HOW TO COMPLETE THIS TASK
Within the material below, count how many lines contain "tooltip". Answer with only that number.

DATA EXTRACT

// Integration tests for locate-then-act operations
//
// Covers:
// - click_first_match: shared budget bound, fallback order, error contents
// - click_if_present: optional-step contract
// - type_into: clear + keys + tab-out commit
// - hover: hover-revealed elements become locatable

use domwait::mock::{MockNode, ScriptedDriver};
use domwait::{Error, Locator, Session, WaitSpec};
use std::time::{Duration, Instant};

fn fast_session(driver: ScriptedDriver) -> Session<ScriptedDriver> {
    Session::new(driver)
        .with_wait(
            WaitSpec::new()
                .with_timeout(Duration::from_millis(300))
                .with_poll_interval(Duration::from_millis(10)),
        )
        .with_settle(Duration::from_millis(1))
}

#[tokio::test]
async fn click_first_match_never_exceeds_the_shared_budget() {
    let session = fast_session(ScriptedDriver::new());
    let budget = Duration::from_millis(150);

    // Ten candidates, none present. A fresh timeout per candidate would
    // block for 1.5s; the shared budget must bound the whole call.
    let candidates: Vec<Locator> = (0..10).map(|i| Locator::text(format!("nope-{i}"))).collect();

    let start = Instant::now();
    let err = session
        .click_first_match(&candidates, budget)
        .await
        .expect_err("nothing matches");
    let elapsed = start.elapsed();

    assert!(
        elapsed < budget + Duration::from_millis(100),
        "blocked {elapsed:?} against a {budget:?} budget"
    );
    match err {
        Error::AllCandidatesFailed {
            candidates: named, ..
        } => assert_eq!(named.len(), 10),
        other => panic!("expected AllCandidatesFailed, got {other:?}"),
    }

    session.quit().await.unwrap();
}

#[tokio::test]
async fn click_first_match_falls_through_to_a_later_candidate() {
    let driver = ScriptedDriver::new();
    driver.add_node(MockNode::new("deposit-alt").text("Deposits"));
    let session = fast_session(driver.clone());

    session
        .click_first_match(
            &[Locator::text("Deposit"), Locator::text("Deposits")],
            Duration::from_millis(400),
        )
        .await
        .expect("second candidate should absorb the remaining budget");
    assert_eq!(driver.clicked_ids(), vec!["deposit-alt".to_string()]);

    session.quit().await.unwrap();
}

#[tokio::test]
async fn click_first_match_prefers_the_earliest_candidate() {
    let driver = ScriptedDriver::new();
    driver.add_node(MockNode::new("primary").text("Actions"));
    driver.add_node(MockNode::new("shouty").text("ACTIONS"));
    let session = fast_session(driver.clone());

    session
        .click_first_match(
            &[Locator::text("Actions"), Locator::text("ACTIONS")],
            Duration::from_millis(200),
        )
        .await
        .unwrap();
    assert_eq!(driver.clicked_ids(), vec!["primary".to_string()]);

    session.quit().await.unwrap();
}

#[tokio::test]
async fn click_if_present_reports_skipped_optional_steps() {
    let driver = ScriptedDriver::new();
    driver.add_node(MockNode::new("approve").text("Approve"));
    let session = fast_session(driver.clone());

    let clicked = session
        .click_if_present(&Locator::text("Approve"), Duration::from_millis(100))
        .await
        .unwrap();
    assert!(clicked);

    let clicked = session
        .click_if_present(&Locator::text("Confirm"), Duration::from_millis(50))
        .await
        .unwrap();
    assert!(!clicked, "absent optional element is a skip, not a failure");

    assert_eq!(driver.clicked_ids(), vec!["approve".to_string()]);

    session.quit().await.unwrap();
}

#[tokio::test]
async fn type_into_replaces_content_and_commits_with_tab() {
    let driver = ScriptedDriver::new();
    driver.add_node(
        MockNode::new("amount")
            .matches(r#"input[type="number"]"#)
            .text(""),
    );
    let session = fast_session(driver.clone());

    session
        .type_into(&Locator::css(r#"input[type="number"]"#), "10000")
        .await
        .unwrap();

    assert_eq!(driver.input_value("amount").as_deref(), Some("10000"));
    // The tab-out commit is what fires blur/change listeners downstream.
    assert_eq!(driver.committed_ids(), vec!["amount".to_string()]);

    session.quit().await.unwrap();
}

#[tokio::test]
async fn type_into_first_match_walks_input_fallbacks() {
    let driver = ScriptedDriver::new();
    driver.add_node(MockNode::new("qty").matches("input"));
    let session = fast_session(driver.clone());

    session
        .type_into_first_match(
            &[
                Locator::css(r#"input[type="number"]"#),
                Locator::css(r#"input[placeholder*="amount" i]"#),
                Locator::css("input"),
            ],
            Duration::from_millis(300),
            "42",
        )
        .await
        .unwrap();
    assert_eq!(driver.input_value("qty").as_deref(), Some("42"));

    session.quit().await.unwrap();
}

#[tokio::test]
async fn hover_reveals_elements_no_click_locator_can_find() {
    let driver = ScriptedDriver::new();
    driver.add_node(MockNode::new("view-icon").matches(r#"[class*="icon"]"#));
    driver.add_node(
        MockNode::new("tooltip")
            .text("Community")
            .revealed_by_hover_of("view-icon"),
    );
    let session = fast_session(driver.clone());

    // Invisible until its anchor is hovered.
    let before = session
        .try_locate(&Locator::text("Community"), Duration::from_millis(50))
        .await
        .unwrap();
    assert!(before.is_none());

    session
        .hover(
            &Locator::css(r#"[class*="icon"]"#),
            Duration::from_millis(100),
        )
        .await
        .unwrap();

    let after = session
        .try_locate(&Locator::text("Community"), Duration::from_millis(100))
        .await
        .unwrap();
    assert!(after.is_some(), "tooltip should be visible while hovered");

    session.quit().await.unwrap();
}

EXERCISE RESULT
2